Zymographie

Isoenzymdetektions-Elektrophorese

zymography

Isoenzymdetektion mittels SDS-Elektrophorese und einem in das Polyacrylamidgel einpolymerisierten Substrat.

Für eine Isoenzymdetektion wird das entsprechende Substrat (z. B. Gelatine, Casein, Albumin, Hämoglobin) in das Gel für eine SDS-PAGE mit einpolymerisiert. Die Proben werden bei dieser Methode mit SDS-Puffer versetzt, aber nicht reduziert oder erhitzt. Nach der Elektrophorese wäscht man das SDS durch mehrfache Äquilibrierung in einer verdünnten Lösung mit nichtionischem Detergenz aus. Die Substratreaktion, z. B. Gelatineverdau durch Metalloproteasen, erfolgt bei 37 °C. Das Gel wird anschließend mit Coomassie-Blau angefärbt: die Enzymbanden bleiben transparent.

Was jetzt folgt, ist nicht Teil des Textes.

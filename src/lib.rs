pub mod app;
pub mod completer;
pub mod profiles;
pub mod render;
pub mod theme;
pub mod vpn;

pub use app::{run, AppState, Command, InputMode, Msg, View};
pub use profiles::{Profile, ProfileStore};
pub use theme::Theme;
pub use vpn::{Session, SessionStats, SessionStatus};
impl AppState {
    pub fn new(store: ProfileStore, theme: Theme) -> Self {
        let profile_valid = store.validate();
        Self {
            view: View::Profiles,
            profile_cursor: 0,
            session_cursor: 0,
            store,
            profile_valid,
            sessions: Vec::new(),
            selected_stats: None,
            loading: true,
            loading_label: "Fetching sessions...".into(),
            status: None,
            error: None,
            input_mode: InputMode::None,
            input: String::new(),
            pending_path: None,
            completer: PathCompleter::new(),
            theme,
            should_quit: false,
        }
    }

    /// Work to kick off before the first event arrives.
    pub fn init_commands(&self) -> Vec<Command> {
        vec![Command::RefreshSessions, Command::WatchTheme]
    }

    /// Applies one event and returns the async work it scheduled.
    pub fn update(&mut self, msg: Msg) -> Vec<Command> {
        match msg {
            Msg::Terminal(TermEvent::Key(key)) if key.kind != KeyEventKind::Release => {
                self.handle_key(key)
            }
            Msg::Terminal(_) => Vec::new(),
            Msg::SessionsRefreshed(result) => self.on_sessions_refreshed(result),
            Msg::StatsFetched(result) => self.on_stats_fetched(result),
            Msg::Connected(result) => self.on_connected(result),
            Msg::Disconnected(result) => self.on_disconnected(result),
            Msg::ThemeChanged => {
                self.theme = Theme::load();
                vec![Command::WatchTheme]
            }
        }
    }

    fn handle_key(&mut self, key: KeyEvent) -> Vec<Command> {
        if key.code == KeyCode::Char('c') && key.modifiers.contains(KeyModifiers::CONTROL) {
            self.should_quit = true;
            return Vec::new();
        }
        if self.input_mode != InputMode::None {
            return self.handle_input_key(key);
        }

        match key.code {
            KeyCode::Char('q') => {
                self.should_quit = true;
                Vec::new()
            }
            KeyCode::Tab => {
                self.view = match self.view {
                    View::Profiles => View::Sessions,
                    View::Sessions => View::Profiles,
                };
                self.clear_messages();
                Vec::new()
            }
            KeyCode::Up | KeyCode::Char('k') => {
                self.move_cursor_up();
                Vec::new()
            }
            KeyCode::Down | KeyCode::Char('j') => {
                self.move_cursor_down();
                Vec::new()
            }
            KeyCode::Enter => self.handle_activate(),
            KeyCode::Char('a') if self.view == View::Profiles => {
                self.start_add_profile();
                Vec::new()
            }
            KeyCode::Char('d') | KeyCode::Delete => self.handle_delete(),
            KeyCode::Char('r') => {
                self.clear_messages();
                self.begin_loading("Refreshing sessions...");
                vec![Command::RefreshSessions]
            }
            KeyCode::Char('s') if self.view == View::Sessions => self.fetch_stats_under_cursor(),
            _ => Vec::new(),
        }
    }

    /// Enter: connect in the Profiles view, fetch stats in the Sessions view.
    fn handle_activate(&mut self) -> Vec<Command> {
        match self.view {
            View::Profiles => {
                self.clear_messages();
                if self.store.profiles.is_empty() {
                    return Vec::new();
                }
                if !self
                    .profile_valid
                    .get(self.profile_cursor)
                    .copied()
                    .unwrap_or(false)
                {
                    self.set_error("Config file not found");
                    return Vec::new();
                }
                let profile = self.store.profiles[self.profile_cursor].clone();
                if self.is_profile_connected(&profile.path) {
                    self.set_error(format!("'{}' is already connected", profile.name));
                    return Vec::new();
                }
                // An outstanding task already owns the loading indicator;
                // don't start a second connect under it.
                if self.loading {
                    return Vec::new();
                }
                self.set_status(format!("Connecting to {}...", profile.name));
                self.begin_loading("Connecting...");
                vec![Command::Connect(profile.path)]
            }
            View::Sessions => self.fetch_stats_under_cursor(),
        }
    }

    fn fetch_stats_under_cursor(&mut self) -> Vec<Command> {
        let Some(session) = self.sessions.get(self.session_cursor) else {
            return Vec::new();
        };
        let path = session.path.clone();
        self.clear_messages();
        self.begin_loading("Fetching stats...");
        vec![Command::FetchStats(path)]
    }

    /// `d`/Delete: remove the profile under the cursor, or disconnect the
    /// session under the cursor.
    fn handle_delete(&mut self) -> Vec<Command> {
        self.clear_messages();
        match self.view {
            View::Profiles => {
                if self.store.profiles.is_empty() {
                    return Vec::new();
                }
                let name = self.store.profiles[self.profile_cursor].name.clone();
                self.store.remove_at(self.profile_cursor);
                match self.store.save() {
                    Ok(()) => self.set_status(format!("Removed profile: {name}")),
                    Err(err) => self.set_error(format!("Failed to save profiles: {err:#}")),
                }
                self.profile_valid = self.store.validate();
                self.clamp_cursors();
                Vec::new()
            }
            View::Sessions => {
                if self.loading {
                    return Vec::new();
                }
                let Some(session) = self.sessions.get(self.session_cursor) else {
                    return Vec::new();
                };
                let path = session.path.clone();
                self.set_status("Disconnecting...");
                vec![Command::Disconnect(path)]
            }
        }
    }

    fn start_add_profile(&mut self) {
        self.clear_messages();
        self.input_mode = InputMode::AwaitingPath;
        self.input.clear();
        self.pending_path = None;
        self.completer.clear();
    }

    fn handle_input_key(&mut self, key: KeyEvent) -> Vec<Command> {
        match key.code {
            KeyCode::Esc => {
                self.input_mode = InputMode::None;
                self.input.clear();
                self.pending_path = None;
                self.completer.clear();
            }
            KeyCode::Tab => self.cycle_suggestion(true),
            KeyCode::BackTab => self.cycle_suggestion(false),
            KeyCode::Enter => self.submit_input(),
            KeyCode::Backspace => {
                self.input.pop();
                self.refresh_suggestions();
            }
            KeyCode::Char(c) if !key.modifiers.contains(KeyModifiers::CONTROL) => {
                self.input.push(c);
                self.refresh_suggestions();
            }
            _ => {}
        }
        Vec::new()
    }

    fn cycle_suggestion(&mut self, forward: bool) {
        if self.input_mode != InputMode::AwaitingPath || !self.completer.has_suggestions() {
            return;
        }
        if forward {
            self.completer.select_next();
        } else {
            self.completer.select_prev();
        }
        if let Some(selected) = self.completer.selected().map(str::to_owned) {
            self.input = selected;
            self.completer.update(&self.input);
        }
    }

    fn refresh_suggestions(&mut self) {
        if self.input_mode == InputMode::AwaitingPath {
            self.completer.update(&self.input);
        }
    }

    fn submit_input(&mut self) {
        let value = self.input.trim().to_string();
        if value.is_empty() {
            return;
        }

        match self.input_mode {
            InputMode::AwaitingPath => {
                self.pending_path = Some(expand_home(&value));
                self.input_mode = InputMode::AwaitingName;
                self.input.clear();
                self.completer.clear();
            }
            InputMode::AwaitingName => {
                if let Some(path) = self.pending_path.take() {
                    self.store.add(value.clone(), path);
                    match self.store.save() {
                        Ok(()) => self.set_status(format!("Added profile: {value}")),
                        Err(err) => self.set_error(format!("Failed to save profiles: {err:#}")),
                    }
                    self.profile_valid = self.store.validate();
                }
                self.input_mode = InputMode::None;
                self.input.clear();
            }
            InputMode::None => {}
        }
    }

    fn on_sessions_refreshed(&mut self, result: Result<Vec<Session>, String>) -> Vec<Command> {
        self.loading = false;
        match result {
            Ok(sessions) => {
                self.sessions = sessions;
                self.clamp_cursors();
            }
            Err(err) => self.set_error(format!("Failed to fetch sessions: {err}")),
        }
        Vec::new()
    }

    fn on_stats_fetched(&mut self, result: Result<SessionStats, String>) -> Vec<Command> {
        self.loading = false;
        match result {
            Ok(stats) => self.selected_stats = Some(stats),
            Err(err) => self.set_error(format!("Failed to fetch stats: {err}")),
        }
        Vec::new()
    }

    /// A successful connect chains a session refresh; a failed one reports
    /// the error and chains nothing.
    fn on_connected(&mut self, result: Result<(), String>) -> Vec<Command> {
        self.loading = false;
        match result {
            Ok(()) => {
                self.set_status("Connected successfully!");
                self.begin_loading("Refreshing sessions...");
                vec![Command::RefreshSessions]
            }
            Err(err) => {
                self.set_error(format!("Connection failed: {err}"));
                Vec::new()
            }
        }
    }

    fn on_disconnected(&mut self, result: Result<(), String>) -> Vec<Command> {
        self.loading = false;
        match result {
            Ok(()) => {
                self.set_status("Disconnected successfully!");
                self.selected_stats = None;
                self.begin_loading("Refreshing sessions...");
                vec![Command::RefreshSessions]
            }
            Err(err) => {
                self.set_error(format!("Disconnect failed: {err}"));
                Vec::new()
            }
        }
    }

    /// A profile counts as connected when its bare config name matches any
    /// current session's config name.
    pub fn is_profile_connected(&self, profile_path: &str) -> bool {
        let name = vpn::config_display_name(profile_path);
        self.sessions.iter().any(|s| s.config_name == name)
    }

    fn move_cursor_up(&mut self) {
        match self.view {
            View::Profiles => self.profile_cursor = self.profile_cursor.saturating_sub(1),
            View::Sessions => self.session_cursor = self.session_cursor.saturating_sub(1),
        }
        // Stats belong to the row they were fetched for.
        self.selected_stats = None;
    }

    fn move_cursor_down(&mut self) {
        match self.view {
            View::Profiles => {
                if self.profile_cursor + 1 < self.store.profiles.len() {
                    self.profile_cursor += 1;
                }
            }
            View::Sessions => {
                if self.session_cursor + 1 < self.sessions.len() {
                    self.session_cursor += 1;
                }
            }
        }
        self.selected_stats = None;
    }

    fn clamp_cursors(&mut self) {
        if self.profile_cursor >= self.store.profiles.len() {
            self.profile_cursor = self.store.profiles.len().saturating_sub(1);
        }
        if self.session_cursor >= self.sessions.len() {
            self.session_cursor = self.sessions.len().saturating_sub(1);
        }
    }

    fn begin_loading(&mut self, label: &str) {
        self.loading = true;
        self.loading_label = label.to_string();
    }

    fn set_status(&mut self, msg: impl Into<String>) {
        self.status = Some(msg.into());
        self.error = None;
    }

    fn set_error(&mut self, msg: impl Into<String>) {
        self.error = Some(msg.into());
        self.status = None;
    }

    fn clear_messages(&mut self) {
        self.status = None;
        self.error = None;
    }
}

Es gibt auch eine umgekehrte Zymografie: Damit kann man Proteaseinhibitoren detektieren, wenn man beides, das Proteinsubstrat und die zu untersuchende Protease, mit ins Gel einpolymerisiert. Nach dem Auswaschen des SDS und der Inkubation erscheinen die Inhibitorbanden positiv gefärbt.

Beispiel: Diagnose von malignen Tumorerkrankungen, dabei sind die Konzentrationen von Metalloproteasen im Plasma signifikant erhöht. S. a. Disintegrin-Metalloproteinasen.

Humanplasma.

Ausrüstung für Polyacrylamidgel-Elektrophorese bestehend aus Horizontal- oder Minivertikalkammer, Stromversorger, Umlaufthermostat.

Hoch, weil spezifische Enzyme oder Inhibitoren nachgewiesen werden.

Im Milligrammbereich (Coomassie-Brilliant-Blau-Färbung).

Es gibt für manche Anwendungen Fertiggele, dadurch können Fehler bei der Elektrophorese minimiert werden.

Einfache Apparaturen für vertikale Systeme zur Proteintrennung in Polyacrylamidgelen sind in der Anschaffung relativ günstig, zumal man in den meisten Fällen hierzu kein Kühlsystem und relativ einfach konstruierte Stromversorger braucht.

Zymographie-Blotting ist eine Methode für klinisch-chemische und für biochemisch arbeitende Labors.